In 1922 only .2% of households owned radios which amounted to sales of $60 million. Several years later sales increased to $358 million. (Recording the Government: Folk Music and the Government in Roosevelt’s New Deal (1936-1941), Ph. D. Dissertation by Mark A. Davidson, June 2015 (p. 117). By the end of the decade the number of households with radios increased to 45.8 %. (Id.) In July 1922, Wallace Blood of Chicago outfitted his car with a radio for a driving trip to the Pacific coast, which Mr. Blood said was the first radio tour on record. (Taylor)

The Federal Radio Commission was established in 1926, and The Radio Act of 1927 was passed to regulate the chaotic broadcasting that had developed. These regulations were based on the concept that radio was in the public interest and brought about licensing of stations and the assigning of frequencies. (YouTube, Radio of the 1920s)

The earliest entertainment shows in commercial broadcasting were not the soap operas, serial dramas, and comedy shows often characterized as “early radio”—those arrived in the 1930s.
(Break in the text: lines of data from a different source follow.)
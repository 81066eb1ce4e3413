use std::fs;
use std::path::{Path, PathBuf};

use pbp_tools::pbp::density::{self, DensityOptions};
use pbp_tools::pbp::metrics::{self, DurationBounds, Heuristic, MetricsOptions};
use pbp_tools::pbp::{anomalies, durations, frame, summary, PbpError};
use polars::prelude::*;

const HEADER: &str = "GAME_ID,EVENTNUM,EVENTMSGTYPE,PERIOD,WCTIMESTRING,PCTIMESTRING,HOMEDESCRIPTION,NEUTRALDESCRIPTION,VISITORDESCRIPTION,SCORE,PLAYER1_TEAM_ABBREVIATION";

// A full four period game and a short one whose score goes backwards.
const ROWS: &[&str] = &[
    "1022300001,1,12,1,7:00 PM,10:00,,Start of 1st Period (7:00 PM EST),,,",
    "1022300001,2,1,1,7:05 PM,9:30,Wilson Layup,,,2 - 0,LVA",
    "1022300001,3,9,1,7:20 PM,5:00,Aces Timeout: Regular,,,,LVA",
    "1022300001,4,6,1,7:22 PM,4:50,,,Stewart S.FOUL (P1.T1),,SEA",
    "1022300001,5,3,1,7:23 PM,4:50,Wilson Free Throw 1 of 2,,,3 - 0,LVA",
    "1022300001,6,13,1,7:35 PM,0:00,,End of 1st Period (7:35 PM EST),,,",
    "1022300001,7,12,2,7:37 PM,10:00,,Start of 2nd Period (7:37 PM EST),,,",
    "1022300001,8,13,2,8:00 PM,0:00,,End of 2nd Period (8:00 PM EST),,,",
    "1022300001,9,12,3,8:15 PM,10:00,,Start of 3rd Period (8:15 PM EST),,,",
    "1022300001,10,13,3,8:40 PM,0:00,,End of 3rd Period (8:40 PM EST),,,",
    "1022300001,11,12,4,8:42 PM,10:00,,Start of 4th Period (8:42 PM EST),,,",
    "1022300001,12,13,4,9:10 PM,0:00,,End of 4th Period (9:10 PM EST),,,",
    "1022300002,1,12,1,7:00 PM,10:00,,Start of 1st Period,,,",
    "1022300002,2,1,1,7:10 PM,8:00,Hamby Jump Shot,,,4 - 2,LVA",
    "1022300002,3,1,1,7:15 PM,7:00,,,Loyd Layup,3 - 2,SEA",
    "1022300002,4,13,4,8:00 PM,0:00,,End of 4th Period,,,",
];

fn write_fixture(dir: &Path, name: &str) -> PathBuf {
    let path = dir.join(name);
    let mut body = String::from(HEADER);
    for row in ROWS {
        body.push('\n');
        body.push_str(row);
    }
    body.push('\n');
    fs::write(&path, body).unwrap();
    path
}

fn f64_column(df: &DataFrame, name: &str) -> Vec<Option<f64>> {
    df.column(name)
        .unwrap()
        .as_materialized_series()
        .cast(&DataType::Float64)
        .unwrap()
        .f64()
        .unwrap()
        .into_iter()
        .collect()
}

#[test]
fn reads_every_column_as_text() {
    let dir = tempfile::tempdir().unwrap();
    let df = frame::read_csv(&write_fixture(dir.path(), "pbp.csv")).unwrap();
    assert_eq!(df.shape(), (16, 11));
    assert_eq!(df.column("GAME_ID").unwrap().dtype(), &DataType::String);
    let games = frame::games(&df).unwrap();
    assert_eq!(games.len(), 2);
    assert_eq!(games[0].season(), Some(2023));
}

#[test]
fn season_metrics_average_per_season() {
    let dir = tempfile::tempdir().unwrap();
    let pbp = frame::read_csv(&write_fixture(dir.path(), "pbp.csv")).unwrap();

    let (per_game, seasons) = metrics::season_metrics(&pbp, &MetricsOptions::default()).unwrap();
    assert_eq!(per_game.height(), 2);
    assert_eq!(f64_column(&per_game, "game_duration_min"), vec![Some(130.0), Some(60.0)]);
    assert_eq!(f64_column(&per_game, "halftime_len_min")[0], Some(15.0));
    assert_eq!(f64_column(&per_game, "q4_len_min")[0], Some(28.0));
    assert_eq!(seasons.height(), 1);
    assert_eq!(f64_column(&seasons, "Average Game Duration (min)"), vec![Some(95.0)]);

    let bounded = MetricsOptions {
        heuristic: Heuristic::Markers,
        duration_bounds: Some(DurationBounds::default()),
        progress_every: 1,
    };
    let (per_game, seasons) = metrics::season_metrics(&pbp, &bounded).unwrap();
    assert_eq!(per_game.height(), 1);
    assert_eq!(f64_column(&seasons, "Average Game Duration (min)"), vec![Some(130.0)]);

    let out = dir.path().join("nested").join("seasons.csv");
    frame::write_csv(&mut seasons.clone(), &out).unwrap();
    let written = frame::read_csv(&out).unwrap();
    assert_eq!(frame::column_names(&written)[0], "Season");
}

#[test]
fn outlier_games_are_removed() {
    let dir = tempfile::tempdir().unwrap();
    let pbp = frame::read_csv(&write_fixture(dir.path(), "pbp.csv")).unwrap();
    let report = summary::remove_outliers(&pbp, &DurationBounds::default()).unwrap();
    assert_eq!(report.summaries.len(), 2);
    assert_eq!(report.summaries[0].teams, "LVA @ SEA");
    assert_eq!(report.outliers.len(), 1);
    assert_eq!(report.outliers[0].game_id, "1022300002");
    assert_eq!(report.cleaned.height(), 12);
}

#[test]
fn anomalies_are_written_to_outdir() {
    let dir = tempfile::tempdir().unwrap();
    let pbp = frame::read_csv(&write_fixture(dir.path(), "pbp.csv")).unwrap();
    let mut report = anomalies::flag_anomalies(&pbp).unwrap();
    assert_eq!(report.anomalous_games(), 1);
    let short = &report.flags[1];
    assert_eq!(short.score_drops, 1);
    assert!(short.has_any_anomaly);
    assert_eq!(report.flags[0].timeouts_total, 1);

    let outdir = dir.path().join("out");
    report.write(&outdir).unwrap();
    let events = frame::read_csv(&outdir.join(anomalies::EVENT_ANOMALIES_FILE)).unwrap();
    assert_eq!(events.height(), 4);
    assert!(outdir.join(anomalies::GAME_FLAGS_FILE).exists());
}

#[test]
fn durations_feed_season_averages() {
    let dir = tempfile::tempdir().unwrap();
    let path = write_fixture(dir.path(), "wnba_2023_Aces_pbp.csv");
    let games = frame::games(&frame::read_csv(&path).unwrap()).unwrap();
    let rows = durations::game_boundaries(&games, "wnba_2023_Aces_pbp.csv");
    assert_eq!(rows.len(), 2);
    assert_eq!(rows[0].game_duration_minutes, Some(130.0));

    let cleaned = durations::clean_durations(&rows, &DurationBounds::default());
    assert_eq!(cleaned.len(), 1);

    let per_game = dir.path().join("durations.csv");
    frame::write_csv(&mut durations::boundaries_frame(&rows).unwrap(), &per_game).unwrap();
    let averages = durations::season_averages(&frame::read_csv(&per_game).unwrap(), None).unwrap();
    assert_eq!(f64_column(&averages, "avg_min"), vec![Some(95.0)]);
    assert_eq!(f64_column(&averages, "Season"), vec![Some(2023.0)]);
}

#[test]
fn densities_find_long_pauses() {
    let dir = tempfile::tempdir().unwrap();
    let pbp = frame::read_csv(&write_fixture(dir.path(), "pbp.csv")).unwrap();
    let (gaps, bursts) = density::densities(&pbp, &DensityOptions::default()).unwrap();
    assert_eq!(gaps.height(), 4);
    assert_eq!(bursts.height(), 0);
}

#[test]
fn missing_game_id_aborts() {
    let dir = tempfile::tempdir().unwrap();
    let path = dir.path().join("bad.csv");
    fs::write(&path, "WCTIMESTRING\n7:00 PM\n").unwrap();
    let df = frame::read_csv(&path).unwrap();
    assert!(matches!(
        metrics::season_metrics(&df, &MetricsOptions::default()),
        Err(PbpError::MissingColumn(_))
    ));
}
Twenties radio offered listeners the same fare they could hear in theaters—opera, orchestral performances, vaudeville routines, musical revues, etc., and could read in newspapers—news, weather, stock market closing prices, farm updates, home management advice, etc., adding such features as bedtime stories for children. WLS Chicago, created in 1924 by Sears Roebuck & Co. to increase its outreach to midwestern farmers, offered a weekly variety program, the WLS Showboat, the “Floating Palace of Wonder.” Listeners would “travel” along American rivers on the Showboat and enjoy songs and humorous banter not unlike vaudeville.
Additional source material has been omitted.